All of lore.kernel.org
 help / color / mirror / Atom feed
From: Kashyap Desai <kashyap.desai@broadcom.com>
To: John Garry <john.garry@huawei.com>,
	axboe@kernel.dk, jejb@linux.ibm.com, martin.petersen@oracle.com,
	ming.lei@redhat.com, bvanassche@acm.org, hare@suse.de,
	don.brace@microsemi.com, Sumit Saxena <sumit.saxena@broadcom.com>,
	hch@infradead.org,
	Shivasharan Srikanteshwara 
	<shivasharan.srikanteshwara@broadcom.com>
Cc: chenxiang66@hisilicon.com, linux-block@vger.kernel.org,
	linux-scsi@vger.kernel.org, esc.storagedev@microsemi.com,
	Hannes Reinecke <hare@suse.com>
Subject: RE: [PATCH RFC v6 08/10] megaraid_sas: switch fusion adapters to MQ
Date: Fri, 24 Apr 2020 22:01:32 +0530	[thread overview]
Message-ID: <d2ae343770a83466b870a33ffae5fa23@mail.gmail.com> (raw)
In-Reply-To: <e0c5a076-9fe5-4401-fd41-97f457888ad3@huawei.com>

> >
> >>> So I tested this on hisi_sas with x12 SAS SSDs, and performance with
> >>> "mq-
> >>> deadline" is comparable with "none" @ ~ 2M IOPs.

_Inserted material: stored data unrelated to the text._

//! Board files, the columns `a` through `h`.

use std::fmt;

/// A file (column) on the board.
#[derive(Debug, Clone, Copy, PartialEq, Eq, PartialOrd, Ord, Hash)]
#[repr(u8)]
pub enum File {
    FileA = 0,
    FileB = 1,
    FileC = 2,
    FileD = 3,
    FileE = 4,
    FileF = 5,
    FileG = 6,
    FileH = 7,
}

impl File {
    /// Total number of files.
    pub const COUNT: usize = 8;

    /// All files from `a` to `h`.
    pub const ALL: [File; 8] = [
        File::FileA,
        File::FileB,
        File::FileC,
        File::FileD,
        File::FileE,
        File::FileF,
        File::FileG,
        File::FileH,
    ];

    #[inline]
    pub const fn index(self) -> usize {
        self as usize
    }

    /// Create a file from a zero-based index (0 = `a`).
    #[inline]
    pub const fn from_index(index: u8) -> Option<File> {
        if index < 8 {
            Some(File::ALL[index as usize])
        } else {
            None
        }
    }

    /// Parse a lowercase file letter.
    pub const fn from_char(c: char) -> Option<File> {
        match c {
            'a'..='h' => File::from_index(c as u8 - b'a'),
            _ => None,
        }
    }

    /// Shift by `delta` files, or `None` when that leaves the board.
    #[inline]
    pub const fn offset(self, delta: i8) -> Option<File> {
        let shifted = self as i8 + delta;
        if shifted < 0 {
            None
        } else {
            File::from_index(shifted as u8)
        }
    }

    pub const fn to_char(self) -> char {
        (b'a' + self as u8) as char
    }
}

impl fmt::Display for File {
    fn fmt(&self, f: &mut fmt::Formatter<'_>) -> fmt::Result {
        write!(f, "{}", self.to_char())
    }
}
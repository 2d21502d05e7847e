//! Pawn movement: pushes, the double step from the starting rank, and
//! diagonal captures. No en passant and no promotion.

use crate::board::Board;
use crate::color::Color;
use crate::square::Square;

pub(super) fn pawn_destinations(board: &Board, from: Square, color: Color) -> Vec<Square> {
    let forward = color.forward();
    let mut targets = Vec::with_capacity(4);

    if let Some(single) = from.offset(0, forward).filter(|&sq| !board.is_occupied(sq)) {
        targets.push(single);
        if from.rank() == color.pawn_rank() {
            if let Some(double) = single.offset(0, forward).filter(|&sq| !board.is_occupied(sq)) {
                targets.push(double);
            }
        }
    }

    for side in [-1, 1] {
        let Some(diagonal) = from.offset(side, forward) else {
            continue;
        };
        if board.color_at(diagonal) == Some(!color) {
            targets.push(diagonal);
        }
    }

    targets
}

/// Geometric pawn pattern: one step forward, two from the starting rank,
/// or one diagonal step forward.
pub(super) fn pawn_pattern(color: Color, from: Square, (df, dr): (i8, i8)) -> bool {
    let forward = color.forward();
    match (df, dr) {
        (0, dr) if dr == forward => true,
        (0, dr) if dr == 2 * forward => from.rank() == color.pawn_rank(),
        (-1 | 1, dr) => dr == forward,
        _ => false,
    }
}

#[cfg(test)]
mod tests {
    use super::*;

    fn sorted(mut squares: Vec<Square>) -> Vec<Square> {
        squares.sort();
        squares
    }

    #[test]
    fn single_and_double_push_from_start() {
        let board = Board::starting_position();
        assert_eq!(
            sorted(pawn_destinations(&board, Square::A2, Color::White)),
            vec![Square::A3, Square::A4]
        );
        assert_eq!(
            sorted(pawn_destinations(&board, Square::E7, Color::Black)),
            vec![Square::E5, Square::E6]
        );
    }

    #[test]
    fn no_double_push_after_moving() {
        let board: Board = "4k3/8/8/8/8/P7/8/4K3".parse().unwrap();
        assert_eq!(
            pawn_destinations(&board, Square::A3, Color::White),
            vec![Square::A4]
        );
    }

    #[test]
    fn double_push_needs_both_squares_empty() {
        let blocked_near: Board = "4k3/8/8/8/8/n7/P7/4K3".parse().unwrap();
        assert!(pawn_destinations(&blocked_near, Square::A2, Color::White).is_empty());

        let blocked_far: Board = "4k3/8/8/8/n7/8/P7/4K3".parse().unwrap();
        assert_eq!(
            pawn_destinations(&blocked_far, Square::A2, Color::White),
            vec![Square::A3]
        );
    }

    #[test]
    fn diagonal_only_onto_enemy() {
        // White pawn d4, black pawn e5, white knight c5.
        let board: Board = "4k3/8/8/2N1p3/3P4/8/8/4K3".parse().unwrap();
        assert_eq!(
            sorted(pawn_destinations(&board, Square::D4, Color::White)),
            vec![Square::D5, Square::E5]
        );
    }

    #[test]
    fn pawn_on_last_rank_is_stuck() {
        let board: Board = "P3k3/8/8/8/8/8/8/4K3".parse().unwrap();
        assert!(pawn_destinations(&board, Square::A8, Color::White).is_empty());
    }

    #[test]
    fn pattern_respects_direction() {
        assert!(pawn_pattern(Color::White, Square::E2, (0, 1)));
        assert!(pawn_pattern(Color::White, Square::E2, (0, 2)));
        assert!(!pawn_pattern(Color::White, Square::E3, (0, 2)));
        assert!(!pawn_pattern(Color::White, Square::E3, (0, -1)));
        assert!(pawn_pattern(Color::White, Square::E3, (1, 1)));
        assert!(pawn_pattern(Color::Black, Square::E7, (0, -2)));
        assert!(pawn_pattern(Color::Black, Square::E7, (-1, -1)));
        assert!(!pawn_pattern(Color::Black, Square::E7, (1, 1)));
        assert!(!pawn_pattern(Color::Black, Square::E7, (2, -1)));
    }
}
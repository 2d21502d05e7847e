//! Piece-placement notation (the first field of FEN) for [`Board`].

use std::str::FromStr;

use crate::board::Board;
use crate::error::PlacementError;
use crate::file::File;
use crate::piece::Piece;
use crate::rank::Rank;
use crate::square::Square;

/// Placement string of the standard starting position.
pub const STARTING_PLACEMENT: &str = "rnbqkbnr/pppppppp/8/8/8/8/PPPPPPPP/RNBQKBNR";

impl FromStr for Board {
    type Err = PlacementError;

    /// Parse ranks 8 down to 1 separated by `/`; digits count empty squares.
    ///
    /// The result must hold exactly one king per side.
    fn from_str(placement: &str) -> Result<Board, PlacementError> {
        let ranks: Vec<&str> = placement.trim().split('/').collect();
        if ranks.len() != Rank::COUNT {
            return Err(PlacementError::WrongRankCount { found: ranks.len() });
        }

        let mut board = Board::empty();
        for (rank, text) in Rank::ALL.into_iter().rev().zip(ranks) {
            let mut file_index: usize = 0;
            for c in text.chars() {
                if let Some(skip) = c.to_digit(10).filter(|d| (1..=8).contains(d)) {
                    file_index += skip as usize;
                    continue;
                }
                let piece =
                    Piece::from_letter(c).ok_or(PlacementError::InvalidPieceChar { character: c })?;
                let file = File::from_index(file_index as u8).ok_or(
                    PlacementError::BadRankLength {
                        rank: rank.index() + 1,
                        length: file_index + 1,
                    },
                )?;
                board.place(Square::new(file, rank), piece);
                file_index += 1;
            }
            if file_index != File::COUNT {
                return Err(PlacementError::BadRankLength {
                    rank: rank.index() + 1,
                    length: file_index,
                });
            }
        }

        board.validate()?;
        Ok(board)
    }
}

impl Board {
    /// Render the placement string, the inverse of [`Board::from_str`].
    pub fn placement(&self) -> String {
        let mut out = String::with_capacity(71);
        for rank in Rank::ALL.into_iter().rev() {
            let mut empty = 0u8;
            for file in File::ALL {
                match self.piece_at(Square::new(file, rank)) {
                    Some(piece) => {
                        if empty > 0 {
                            out.push((b'0' + empty) as char);
                            empty = 0;
                        }
                        out.push(piece.letter());
                    }
                    None => empty += 1,
                }
            }
            if empty > 0 {
                out.push((b'0' + empty) as char);
            }
            if rank != Rank::Rank1 {
                out.push('/');
            }
        }
        out
    }
}

#[cfg(test)]
mod tests {
    use super::STARTING_PLACEMENT;
    use crate::board::Board;
    use crate::color::Color;
    use crate::error::{BoardError, PlacementError};
    use crate::piece::Piece;
    use crate::square::Square;

    #[test]
    fn starting_placement_matches_starting_position() {
        let board: Board = STARTING_PLACEMENT.parse().unwrap();
        assert_eq!(board, Board::starting_position());
        assert_eq!(Board::starting_position().placement(), STARTING_PLACEMENT);
    }

    #[test]
    fn sparse_position() {
        let board: Board = "4k3/8/8/8/8/p7/8/R3K3".parse().unwrap();
        assert_eq!(board.piece_at(Square::A1), Some(Piece::WHITE_ROOK));
        assert_eq!(board.piece_at(Square::A3), Some(Piece::BLACK_PAWN));
        assert_eq!(board.piece_at(Square::E8), Some(Piece::BLACK_KING));
        assert_eq!(board.count(), 4);
        assert_eq!(board.placement(), "4k3/8/8/8/8/p7/8/R3K3");
    }

    #[test]
    fn wrong_rank_count() {
        assert_eq!(
            "8/8/8".parse::<Board>(),
            Err(PlacementError::WrongRankCount { found: 3 })
        );
    }

    #[test]
    fn bad_rank_length() {
        assert_eq!(
            "4k3/8/8/8/8/8/8/R3K4".parse::<Board>(),
            Err(PlacementError::BadRankLength { rank: 1, length: 9 })
        );
        assert_eq!(
            "4k3/8/8/8/8/8/7/R3K3".parse::<Board>(),
            Err(PlacementError::BadRankLength { rank: 2, length: 7 })
        );
    }

    #[test]
    fn invalid_piece_char() {
        assert_eq!(
            "4k3/8/8/8/8/8/8/R3X3".parse::<Board>(),
            Err(PlacementError::InvalidPieceChar { character: 'X' })
        );
    }

    #[test]
    fn requires_one_king_each() {
        assert_eq!(
            "8/8/8/8/8/8/8/R3K3".parse::<Board>(),
            Err(PlacementError::InvalidBoard {
                source: BoardError::InvalidKingCount {
                    color: Color::Black,
                    count: 0
                }
            })
        );
    }
}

But after a while
> >>> performance drops alot, to maybe 700K IOPS. Do you have a similar
> >>> experience?
> >>
> >> I am using mq-deadline only for HDD. I have not tried on SSD since it
> >> is not useful scheduler for SSDs.
> >>
> >
> > I ask as I only have SAS SSDs to test.
> >
> >> I noticed that when I used mq-deadline, performance drop starts if I
> >> have
> >> more number of drives.
> >> I am running <fio> script which has 64 Drives, 64 thread and all
> >> treads are
> >> bound to local numa node which has 36 logical cores.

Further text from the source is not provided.